Como indicábamos en el artículo anterior, el entorno cambia de forma continua y, por ello, el escenario en el que se mueven las compañías se ve, permanentemente, influenciado por una serie de factores exógenos que implican la irrupción en el mundo empresarial de otros protagonistas, además de los clientes: Accionistas, Proveedores, Administración, Entidades No Lucrativas, etc., que reclaman su papel.
A todos estos colectivos que se relacionan con la empresa y que influyen en ella, principalmente en el ámbito reputacional, se les denomina Grupos de Interés o, utilizando un término inglés ya usual en la literatura económica, stakeholders.
Esta evolución desde los segmentos de mercado a los grupos de interés se produce, básicamente, porque la empresa reconoce que necesita para su estrategia de negocio, no lo olvidemos, tener una visión más amplia de los valores imperantes en la Sociedad, tanto de las personas como de los colectivos e instituciones, para poder seguir obteniendo un beneficio.
Porque la realidad económica nos demuestra, tercamente, que las organizaciones empresariales evolucionan hacia nuevas formas de gestión sólo cuando se ven obligadas por las circunstancias, es decir, cuando sus resultados están en peligro.
Estas nuevas relaciones de la empresa con sus stakeholders son, en este escenario, funcionales y relacionales. Funcionales porque lo prioritario es la eficacia de su gestión con cada grupo de interés para lograr los objetivos deseados: objetivos de tipo coyuntural, como hacer frente a una denuncia de una ONG que origina una situación conflictiva; o estratégico, como la creación permanente de valor o el reposicionamiento público ante cualquier avatar negativo que empañe la Imagen Corporativa.
Y son relacionales porque las actuaciones de la entidad se enfocan a que esa mejora en la percepción que tengan los stakeholders de la misma, se transforme en resultados económicos positivos, en beneficios.
Siguiendo un poco más con el razonamiento, podríamos concretar que, en un modelo de Marketing Estratégico, las variables a considerar deberían ser tres, según el plazo de visión que se pretenda:
- A corto plazo: La Cuota de Mercado. Conseguir un determinado crecimiento que garantice un porcentaje del mercado.
- A medio plazo: El Posicionamiento Estratégico. Alcanzar una situación de liderazgo en comparación con el resto de los competidores.
- A largo plazo: La Competitividad.
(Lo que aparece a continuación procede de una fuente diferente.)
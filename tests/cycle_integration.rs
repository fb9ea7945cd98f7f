/*
 *  tests/cycle_integration.rs
 *
 *  Integration tests for the page cycle controller, run against the
 *  mock panel sink and canned data providers.
 *
 *  trackside - arrival & event schedule panel daemon
 *  (c) 2023-26 trackside contributors
 */

use async_trait::async_trait;
use chrono::{DateTime, Duration, TimeZone, Utc};
use std::collections::HashMap;

use trackside::cycle::{CycleController, CycleSettings};
use trackside::providers::{
    FetchError, PositionReport, ScheduleProvider, Topology, TrackDataProvider, Waypoint,
};
use trackside::schedule::ScheduleEntry;
use trackside::sink::mock::{MockSink, SinkEvent};

fn t(secs: i64) -> DateTime<Utc> {
    Utc.timestamp_opt(1_700_000_000 + secs, 0).unwrap()
}

fn settings() -> CycleSettings {
    CycleSettings {
        page_interval: std::time::Duration::from_millis(10),
        brightness: 128,
        display_trackmarker: 163.0,
        lookback: Duration::minutes(10),
        max_jump_secs: 30,
        arrival_zone: 20.0,
        max_duration: Duration::hours(2),
        max_ongoing: Duration::minutes(9),
    }
}

struct FakeTrains {
    topology: Topology,
    reports: Vec<PositionReport>,
}

impl FakeTrains {
    fn with_train(reports: Vec<(f64, i64)>) -> Self {
        let mut waypoints = HashMap::new();
        waypoints.insert(
            "loop_end".to_string(),
            Waypoint {
                trackmarker: 1000.0,
            },
        );
        FakeTrains {
            topology: Topology { waypoints },
            reports: reports
                .into_iter()
                .map(|(position, secs)| PositionReport {
                    object_id: "gigi".to_string(),
                    position,
                    observed_at: t(secs),
                })
                .collect(),
        }
    }

    fn empty() -> Self {
        FakeTrains {
            topology: Topology {
                waypoints: HashMap::new(),
            },
            reports: Vec::new(),
        }
    }
}

#[async_trait]
impl TrackDataProvider for FakeTrains {
    async fn get_topology(&self) -> Result<Topology, FetchError> {
        Ok(self.topology.clone())
    }

    async fn get_position_reports(&self) -> Result<Vec<PositionReport>, FetchError> {
        Ok(self.reports.clone())
    }
}

struct FakeSchedule(Vec<ScheduleEntry>);

#[async_trait]
impl ScheduleProvider for FakeSchedule {
    async fn get_all_entries(&self) -> Result<Vec<ScheduleEntry>, FetchError> {
        Ok(self.0.clone())
    }
}

struct FailingSchedule;

#[async_trait]
impl ScheduleProvider for FailingSchedule {
    async fn get_all_entries(&self) -> Result<Vec<ScheduleEntry>, FetchError> {
        Err(FetchError::Malformed("upstream unreachable".to_string()))
    }
}

fn entry(title: &str, start_secs: i64) -> ScheduleEntry {
    ScheduleEntry {
        title: title.to_string(),
        track: "CCC".to_string(),
        room: "Stage".to_string(),
        start: t(start_secs),
        duration: Duration::minutes(45),
    }
}

fn frame_texts(frame: &[SinkEvent]) -> Vec<String> {
    frame
        .iter()
        .filter_map(|e| match e {
            SinkEvent::Text { text, .. } => Some(text.clone()),
            _ => None,
        })
        .collect()
}

#[tokio::test]
async fn init_clears_panel_and_sets_brightness() {
    let mut controller = CycleController::new(
        MockSink::new(),
        FakeTrains::empty(),
        FakeSchedule(Vec::new()),
        settings(),
    );
    controller.init().await.expect("init");
    assert_eq!(
        controller.sink().events,
        vec![SinkEvent::Clear, SinkEvent::SetBrightness(128)]
    );
}

#[tokio::test]
async fn rotation_renders_arrivals_then_schedule_then_wraps() {
    // train well away from the display, approaching at 2 units/sec
    let trains = FakeTrains::with_train(vec![(400.0, 0), (410.0, 5)]);
    let schedule = FakeSchedule(vec![entry("Opening", 600)]);
    let mut controller = CycleController::new(MockSink::new(), trains, schedule, settings());

    controller.tick(t(5)).await.expect("arrivals tick");
    let arrivals_texts = frame_texts(controller.sink().last_frame());
    assert!(arrivals_texts.contains(&"gigi".to_string()));
    assert!(arrivals_texts.contains(&"GI".to_string()));

    controller.tick(t(25)).await.expect("schedule tick");
    let frame = controller.sink().last_frame();
    let schedule_texts = frame_texts(frame);
    assert!(schedule_texts.contains(&"Opening".to_string()));
    assert!(schedule_texts.contains(&"Trck".to_string()));
    assert!(frame
        .iter()
        .any(|e| matches!(e, SinkEvent::Image { name, .. } if name == "line_hor.png")));

    // wraps back to arrivals
    controller.tick(t(45)).await.expect("wrap tick");
    let wrapped = frame_texts(controller.sink().last_frame());
    assert!(wrapped.contains(&"gigi".to_string()));
}

#[tokio::test]
async fn every_frame_is_scoped_begin_to_end() {
    let trains = FakeTrains::with_train(vec![(400.0, 0), (410.0, 5)]);
    let schedule = FakeSchedule(vec![entry("Opening", 600)]);
    let mut controller = CycleController::new(MockSink::new(), trains, schedule, settings());

    controller.tick(t(5)).await.expect("tick 1");
    controller.tick(t(25)).await.expect("tick 2");

    let begins = controller
        .sink()
        .events
        .iter()
        .filter(|e| **e == SinkEvent::BeginFrame)
        .count();
    let ends = controller
        .sink()
        .events
        .iter()
        .filter(|e| **e == SinkEvent::EndFrame)
        .count();
    assert_eq!(begins, 2);
    assert_eq!(ends, 2);
    assert_eq!(controller.sink().events.last(), Some(&SinkEvent::EndFrame));
}

#[tokio::test]
async fn no_data_renders_single_placeholder() {
    let mut controller = CycleController::new(
        MockSink::new(),
        FakeTrains::empty(),
        FakeSchedule(Vec::new()),
        settings(),
    );
    controller.tick(t(0)).await.expect("tick");
    let frame = controller.sink().last_frame();
    assert_eq!(frame_texts(frame), vec!["No Departures".to_string()]);
}

#[tokio::test]
async fn vanished_train_ages_out_of_the_arrivals_page() {
    // the only reports are twenty minutes old by the second tick
    let trains = FakeTrains::with_train(vec![(400.0, 0), (410.0, 5)]);
    let mut controller = CycleController::new(
        MockSink::new(),
        trains,
        FakeSchedule(Vec::new()),
        settings(),
    );

    controller.tick(t(5)).await.expect("fresh tick");
    assert!(frame_texts(controller.sink().last_frame()).contains(&"gigi".to_string()));

    controller.tick(t(25)).await.expect("schedule tick");
    // back on arrivals, with every sample outside the lookback window
    controller.tick(t(20 * 60)).await.expect("stale tick");
    let frame = frame_texts(controller.sink().last_frame());
    assert_eq!(frame, vec!["No Departures".to_string()]);
}

#[tokio::test]
async fn schedule_fetch_failure_degrades_to_placeholder() {
    let trains = FakeTrains::with_train(vec![(400.0, 0), (410.0, 5)]);
    let mut controller = CycleController::new(MockSink::new(), trains, FailingSchedule, settings());

    controller.tick(t(5)).await.expect("arrivals tick");
    // schedule page: the provider fails, the tick must not
    controller.tick(t(25)).await.expect("schedule tick");
    let frame = controller.sink().last_frame();
    assert_eq!(frame_texts(frame), vec!["No Events".to_string()]);
}

#[tokio::test]
async fn mid_frame_fault_closes_the_queue_before_propagating() {
    let trains = FakeTrains::with_train(vec![(400.0, 0), (410.0, 5)]);
    let schedule = FakeSchedule(Vec::new());
    // fail the second text command of the first frame
    let sink = MockSink::failing_on_text(1);
    let mut controller = CycleController::new(sink, trains, schedule, settings());

    let result = controller.tick(t(5)).await;
    assert!(result.is_err());

    let events = &controller.sink().events;
    let len = events.len();
    // the queue was cleared and closed before the error surfaced
    assert_eq!(events[len - 2], SinkEvent::Clear);
    assert_eq!(events[len - 1], SinkEvent::EndFrame);
}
Incorporar valores que diferencien al producto y/o a la empresa respecto al resto de oferentes.
De todas estas variables, la más significativa en situaciones como las actuales, en las que las ofertas son tan similares en precio y calidad, es la Competitividad.
Si, además, siguiendo una Óptica de Marketing, consideramos que es el mercado el que, con su veredicto de compra, refrenda la gestión de la empresa, no nos queda más remedio que conocer y considerar su opinión al respecto.
Y lo que nos dicen las encuestas realizadas por instituciones especializadas es que los clientes ven muy bien el que la Imagen Corporativa de las Compañías se asocie a causas solidarias; que una empresa socialmente responsable consigue diferenciar a sus productos mejor que otra que no lo es; y que todo ello incrementa el grado de fidelidad del mercado y la admiración de los grupos de interés.
Consecuencia: parece conveniente y hasta necesario que la Estrategia de Marketing de la entidad considere estas indicaciones: seamos solidarios y seámoslo más que nuestros competidores para que nos distingamos de ellos y logremos, así, la fidelización de nuestra cartera de clientes y la admiración de nuestros grupos de interés para venderles más y para afianzar nuestro posicionamiento reputacional.